JimmyGreavesMoustache · 20/09/2015 09:33

if the teacher's busy I'd far rather they didn't send anything home, or send something shorter. eg DD1 has about thirty sums today which don't vary in type or difficulty. The learning would have been reinforced with just 5 or 10, surely?

monkeysox · 20/09/2015 10:06

Unfortunately with maths repetition of methods is one way of remembering them.

PenelopePitstops · 20/09/2015 11:42

Jimmy often parents say 'these don't vary in difficulty' sometimes they are right. Other times, there is a subtle difference between questions that are designed to get progressively more difficult. Without seeing the sheet I couldn't say. An example is finding the nth term, my extension activity was finding the nth term of a decreasing sequence (more difficult than and increasing one), Ofsted inspector told me that the questions were all the same (English specialist). I had a very heated discussion with him and was further backed by my head of dept before he relented.

SilveryMoon · 20/09/2015 15:34

Thanks for responses.
It's very frustrating as a parent to see a child doing this kind of work at home, and for us sacrificing time to do anything else and then not have any usable response.
Bare in mind, the majority of parents are not teachers and are not equipped with the skill to appropriately teach (and in some instances understand the task fully).
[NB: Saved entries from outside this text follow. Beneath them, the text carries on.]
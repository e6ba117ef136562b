use chrono::Duration;
use chrono::Utc;
use serde::Deserialize;
use serde::Serialize;

/// Bearer token payload.
///
/// Carries the subject (username) and the validity window as Unix
/// timestamps, following RFC 7519 claim names.
#[derive(Debug, Clone, Serialize, Deserialize, PartialEq, Eq)]
pub struct Claims {
    /// Subject (username the token was issued for)
    pub sub: String,

    /// Expiration time (Unix timestamp, seconds)
    pub exp: i64,

    /// Issued at (Unix timestamp, seconds)
    pub iat: i64,
}

impl Claims {
    /// Create claims for a subject, expiring `ttl` from now.
    ///
    /// # Arguments
    /// * `subject` - Username the token is issued for
    /// * `ttl` - Time to live from the moment of issuance
    ///
    /// # Returns
    /// Claims with sub, exp and iat set
    pub fn for_subject(subject: impl ToString, ttl: Duration) -> Self {
        let now = Utc::now();

        Self {
            sub: subject.to_string(),
            exp: (now + ttl).timestamp(),
            iat: now.timestamp(),
        }
    }

    /// Check if the token is expired at the given instant.
    ///
    /// The expiry instant itself is already outside the validity window.
    pub fn is_expired(&self, current_timestamp: i64) -> bool {
        current_timestamp >= self.exp
    }
}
I used to spend a hell of a lot of time fully supporting every homework task, because my ds appeared to have very little idea of what he needed to do, or how to solve the problem. This led to much frustration and me questioning if there is a reason why he seems unable to retain information. This is something I spoke to slt about and was told homework is a way for the teachers to gauge how much the pupils know. Fine, so I gave my ds some space and told him to just have a go. Then we get it back with nothing, he sees a tick in his book and that's fine for him, but the homework was incorrect. This particular piece, he needed to correct sentances, we talked through what he needed to do, we spoke about when youj would need a full stop and why and the difference between using a full stop and a connective etc etc etc. He puts full stops in the wrong place and it seems to me the teacher hasn't even looked. So why bother setting homework, and why bother completing it?

OP posts:
WildStallions · 20/09/2015 15:40

Often it's the TA not the teacher that marks the homework. And the teacher doesn't look at it AT ALL.